Required work:
Could every line of the data be copied out once more, exactly?

Input for this task:
━━━━━━━━━━━━━━━━

//! Capability probing for wgpu adapters.
//!
//! Translates what a wgpu adapter reports (features, limits and downlevel
//! flags) into a [`RenderSystemCapabilities`] so a wgpu-based backend can
//! implement [`RenderBackend::create_render_system_capabilities`].
//!
//! [`RenderBackend::create_render_system_capabilities`]: crate::RenderBackend::create_render_system_capabilities

use crate::capabilities::{
    Capability, DriverVersion, GpuVendor, ProgramConstantCounts, RenderSystemCapabilities,
};
use crate::gpu_program::GpuProgramType;

/// Name recorded as `render_system_name` in probed capabilities.
pub const WGPU_RENDER_SYSTEM_NAME: &str = "wgpu";

/// The adapter fields the probe needs, detached from a live adapter.
#[derive(Debug, Clone, PartialEq, Eq)]
pub struct AdapterDescription {
    pub name: String,
    /// PCI vendor id.
    pub vendor: u32,
    pub driver: String,
    pub driver_info: String,
    pub backend: wgpu::Backend,
}

impl From<&wgpu::AdapterInfo> for AdapterDescription {
    fn from(info: &wgpu::AdapterInfo) -> Self {
        Self {
            name: info.name.clone(),
            vendor: info.vendor,
            driver: info.driver.clone(),
            driver_info: info.driver_info.clone(),
            backend: info.backend,
        }
    }
}

impl AdapterDescription {
    /// First dotted number found in the driver info, e.g. `"Mesa 23.1.2"` gives `23.1.2.0`.
    pub fn driver_version(&self) -> DriverVersion {
        self.driver_info
            .split_whitespace()
            .find(|token| token.starts_with(|c: char| c.is_ascii_digit()))
            .map(DriverVersion::from_string)
            .unwrap_or_default()
    }
}

/// Shader profiles a backend can consume besides WGSL.
fn native_shader_profile(backend: wgpu::Backend) -> Option<&'static str> {
    match backend {
        wgpu::Backend::Vulkan => Some("spirv"),
        wgpu::Backend::Gl => Some("glsl"),
        wgpu::Backend::Dx12 => Some("hlsl"),
        wgpu::Backend::Metal => Some("msl"),
        _ => None,
    }
}

fn clamp_u16(value: u32) -> u16 {
    u16::try_from(value).unwrap_or(u16::MAX)
}

/// Build capabilities from raw adapter data.
pub fn capabilities_from_wgpu(
    adapter: &AdapterDescription,
    features: wgpu::Features,
    limits: &wgpu::Limits,
    downlevel: wgpu::DownlevelFlags,
) -> RenderSystemCapabilities {
    let mut caps = RenderSystemCapabilities::new();
    caps.set_render_system_name(WGPU_RENDER_SYSTEM_NAME);
    caps.set_device_name(adapter.name.clone());
    caps.set_vendor(GpuVendor::from_pci_id(adapter.vendor));
    caps.set_driver_version(adapter.driver_version());

    // Guaranteed by every wgpu backend.
    for cap in [
        Capability::Blending,
        Capability::CubeMapping,
        Capability::HwStencil,
        Capability::Vbo,
        Capability::VertexProgram,
        Capability::FragmentProgram,
        Capability::ScissorTest,
        Capability::TwoSidedStencil,
        Capability::StencilWrap,
        Capability::HwOcclusion,
        Capability::VertexFormatUbyte4,
        Capability::InfiniteFarPlane,
        Capability::HwRenderToTexture,
        Capability::TextureFloat,
        Capability::Texture3d,
        Capability::VertexTextureFetch,
        Capability::AlphaToCoverage,
        Capability::AdvancedBlendOperations,
        Capability::MrtDifferentBitDepths,
        Capability::RttSeparateDepthBuffer,
        Capability::VertexBufferInstanceData,
        Capability::Texture1d,
        Capability::Texture2dArray,
        Capability::PrimitiveRestart,
        Capability::ReadBackAsTexture,
        Capability::HwOcclusionAsynchronous,
    ] {
        caps.set_capability(cap);
    }

    caps.set_capability_enabled(
        Capability::Anisotropy,
        downlevel.contains(wgpu::DownlevelFlags::ANISOTROPIC_FILTERING),
    );
    caps.set_capability_enabled(
        Capability::ComputeProgram,
        downlevel.contains(wgpu::DownlevelFlags::COMPUTE_SHADERS),
    );
    caps.set_capability(Capability::NonPowerOf2Textures);
    caps.set_non_pow2_textures_limited(
        !downlevel.contains(wgpu::DownlevelFlags::NON_POWER_OF_TWO_MIPMAPPED_TEXTURES),
    );
    caps.set_capability_enabled(
        Capability::DepthClamp,
        features.contains(wgpu::Features::DEPTH_CLIP_CONTROL),
    );

    let compression = [
        (wgpu::Features::TEXTURE_COMPRESSION_BC, Capability::TextureCompressionDxt),
        (wgpu::Features::TEXTURE_COMPRESSION_BC, Capability::TextureCompressionBc4Bc5),
        (wgpu::Features::TEXTURE_COMPRESSION_BC, Capability::TextureCompressionBc6hBc7),
        (wgpu::Features::TEXTURE_COMPRESSION_ETC2, Capability::TextureCompressionEtc2),
        (wgpu::Features::TEXTURE_COMPRESSION_ASTC, Capability::TextureCompressionAstc),
    ];
    for (feature, cap) in compression {
        if features.contains(feature) {
            caps.set_capability(Capability::TextureCompression);
            caps.set_capability(cap);
        }
    }

    let texture_units = clamp_u16(
        limits
            .max_sampled_textures_per_shader_stage
            .min(limits.max_samplers_per_shader_stage),
    );
    caps.set_num_texture_units(texture_units);
    caps.set_num_vertex_texture_units(texture_units);
    caps.set_vertex_texture_units_shared(true);
    caps.set_num_multi_render_targets(clamp_u16(limits.max_color_attachments));
    caps.set_num_vertex_attributes(clamp_u16(limits.max_vertex_attributes));
    caps.set_stencil_buffer_bit_depth(8);
    caps.set_max_point_size(1.0);
    caps.set_max_supported_anisotropy(if caps.has_capability(Capability::Anisotropy) {
        16.0
    } else {
        1.0
    });

    // One vec4 per constant register.
    let float_registers = clamp_u16(limits.max_uniform_buffer_binding_size / 16);
    let counts = ProgramConstantCounts {
        float: float_registers,
        int: float_registers,
        bool: 0,
    };
    caps.set_constant_counts(GpuProgramType::Vertex, counts);
    caps.set_constant_counts(GpuProgramType::Fragment, counts);
    if caps.has_capability(Capability::ComputeProgram) {
        caps.set_constant_counts(GpuProgramType::Compute, counts);
    }

    caps.add_shader_profile("wgsl");
    if let Some(profile) = native_shader_profile(adapter.backend) {
        caps.add_shader_profile(profile);
    }

    tracing::debug!(
        "Probed wgpu adapter '{}' ({:?}, {})",
        adapter.name,
        adapter.backend,
        caps.vendor()
    );
    caps
}

/// Probe a live adapter.
pub fn probe_adapter(adapter: &wgpu::Adapter) -> RenderSystemCapabilities {
    let info = adapter.get_info();
    capabilities_from_wgpu(
        &AdapterDescription::from(&info),
        adapter.features(),
        &adapter.limits(),
        adapter.get_downlevel_capabilities().flags,
    )
}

━━━━━━━━━━━━━━━━

Result of the task:
//! Capability probing for wgpu adapters.
//!
//! Translates what a wgpu adapter reports (features, limits and downlevel
//! flags) into a [`RenderSystemCapabilities`] so a wgpu-based backend can
//! implement [`RenderBackend::create_render_system_capabilities`].
//!
//! [`RenderBackend::create_render_system_capabilities`]: crate::RenderBackend::create_render_system_capabilities

use crate::capabilities::{
    Capability, DriverVersion, GpuVendor, ProgramConstantCounts, RenderSystemCapabilities,
};
use crate::gpu_program::GpuProgramType;

/// Name recorded as `render_system_name` in probed capabilities.
pub const WGPU_RENDER_SYSTEM_NAME: &str = "wgpu";

/// The adapter fields the probe needs, detached from a live adapter.
#[derive(Debug, Clone, PartialEq, Eq)]
pub struct AdapterDescription {
    pub name: String,
    /// PCI vendor id.
    pub vendor: u32,
    pub driver: String,
    pub driver_info: String,
    pub backend: wgpu::Backend,
}

impl From<&wgpu::AdapterInfo> for AdapterDescription {
    fn from(info: &wgpu::AdapterInfo) -> Self {
        Self {
            name: info.name.clone(),
            vendor: info.vendor,
            driver: info.driver.clone(),
            driver_info: info.driver_info.clone(),
            backend: info.backend,
        }
    }
}

impl AdapterDescription {
    /// First dotted number found in the driver info, e.g. `"Mesa 23.1.2"` gives `23.1.2.0`.
    pub fn driver_version(&self) -> DriverVersion {
        self.driver_info
            .split_whitespace()
            .find(|token| token.starts_with(|c: char| c.is_ascii_digit()))
            .map(DriverVersion::from_string)
            .unwrap_or_default()
    }
}

/// Shader profiles a backend can consume besides WGSL.
fn native_shader_profile(backend: wgpu::Backend) -> Option<&'static str> {
    match backend {
        wgpu::Backend::Vulkan => Some("spirv"),
        wgpu::Backend::Gl => Some("glsl"),
        wgpu::Backend::Dx12 => Some("hlsl"),
        wgpu::Backend::Metal => Some("msl"),
        _ => None,
    }
}

fn clamp_u16(value: u32) -> u16 {
    u16::try_from(value).unwrap_or(u16::MAX)
}

/// Build capabilities from raw adapter data.
pub fn capabilities_from_wgpu(
    adapter: &AdapterDescription,
    features: wgpu::Features,
    limits: &wgpu::Limits,
    downlevel: wgpu::DownlevelFlags,
) -> RenderSystemCapabilities {
    let mut caps = RenderSystemCapabilities::new();
    caps.set_render_system_name(WGPU_RENDER_SYSTEM_NAME);
    caps.set_device_name(adapter.name.clone());
    caps.set_vendor(GpuVendor::from_pci_id(adapter.vendor));
    caps.set_driver_version(adapter.driver_version());

    // Guaranteed by every wgpu backend.
    for cap in [
        Capability::Blending,
        Capability::CubeMapping,
        Capability::HwStencil,
        Capability::Vbo,
        Capability::VertexProgram,
        Capability::FragmentProgram,
        Capability::ScissorTest,
        Capability::TwoSidedStencil,
        Capability::StencilWrap,
        Capability::HwOcclusion,
        Capability::VertexFormatUbyte4,
        Capability::InfiniteFarPlane,
        Capability::HwRenderToTexture,
        Capability::TextureFloat,
        Capability::Texture3d,
        Capability::VertexTextureFetch,
        Capability::AlphaToCoverage,
        Capability::AdvancedBlendOperations,
        Capability::MrtDifferentBitDepths,
        Capability::RttSeparateDepthBuffer,
        Capability::VertexBufferInstanceData,
        Capability::Texture1d,
        Capability::Texture2dArray,
        Capability::PrimitiveRestart,
        Capability::ReadBackAsTexture,
        Capability::HwOcclusionAsynchronous,
    ] {
        caps.set_capability(cap);
    }

    caps.set_capability_enabled(
        Capability::Anisotropy,
        downlevel.contains(wgpu::DownlevelFlags::ANISOTROPIC_FILTERING),
    );
    caps.set_capability_enabled(
        Capability::ComputeProgram,
        downlevel.contains(wgpu::DownlevelFlags::COMPUTE_SHADERS),
    );
    caps.set_capability(Capability::NonPowerOf2Textures);
    caps.set_non_pow2_textures_limited(
        !downlevel.contains(wgpu::DownlevelFlags::NON_POWER_OF_TWO_MIPMAPPED_TEXTURES),
    );
    caps.set_capability_enabled(
        Capability::DepthClamp,
        features.contains(wgpu::Features::DEPTH_CLIP_CONTROL),
    );

    let compression = [
        (wgpu::Features::TEXTURE_COMPRESSION_BC, Capability::TextureCompressionDxt),
        (wgpu::Features::TEXTURE_COMPRESSION_BC, Capability::TextureCompressionBc4Bc5),
        (wgpu::Features::TEXTURE_COMPRESSION_BC, Capability::TextureCompressionBc6hBc7),
        (wgpu::Features::TEXTURE_COMPRESSION_ETC2, Capability::TextureCompressionEtc2),
        (wgpu::Features::TEXTURE_COMPRESSION_ASTC, Capability::TextureCompressionAstc),
    ];
    for (feature, cap) in compression {
        if features.contains(feature) {
            caps.set_capability(Capability::TextureCompression);
            caps.set_capability(cap);
        }
    }

    let texture_units = clamp_u16(
        limits
            .max_sampled_textures_per_shader_stage
            .min(limits.max_samplers_per_shader_stage),
    );
    caps.set_num_texture_units(texture_units);
    caps.set_num_vertex_texture_units(texture_units);
    caps.set_vertex_texture_units_shared(true);
    caps.set_num_multi_render_targets(clamp_u16(limits.max_color_attachments));
    caps.set_num_vertex_attributes(clamp_u16(limits.max_vertex_attributes));
    caps.set_stencil_buffer_bit_depth(8);
    caps.set_max_point_size(1.0);
    caps.set_max_supported_anisotropy(if caps.has_capability(Capability::Anisotropy) {
        16.0
    } else {
        1.0
    });

    // One vec4 per constant register.
    let float_registers = clamp_u16(limits.max_uniform_buffer_binding_size / 16);
    let counts = ProgramConstantCounts {
        float: float_registers,
        int: float_registers,
        bool: 0,
    };
    caps.set_constant_counts(GpuProgramType::Vertex, counts);
    caps.set_constant_counts(GpuProgramType::Fragment, counts);
    if caps.has_capability(Capability::ComputeProgram) {
        caps.set_constant_counts(GpuProgramType::Compute, counts);
    }

    caps.add_shader_profile("wgsl");
    if let Some(profile) = native_shader_profile(adapter.backend) {
        caps.add_shader_profile(profile);
    }

    tracing::debug!(
        "Probed wgpu adapter '{}' ({:?}, {})",
        adapter.name,
        adapter.backend,
        caps.vendor()
    );
    caps
}

/// Probe a live adapter.
pub fn probe_adapter(adapter: &wgpu::Adapter) -> RenderSystemCapabilities {
    let info = adapter.get_info();
    capabilities_from_wgpu(
        &AdapterDescription::from(&info),
        adapter.features(),
        &adapter.limits(),
        adapter.get_downlevel_capabilities().flags,
    )
}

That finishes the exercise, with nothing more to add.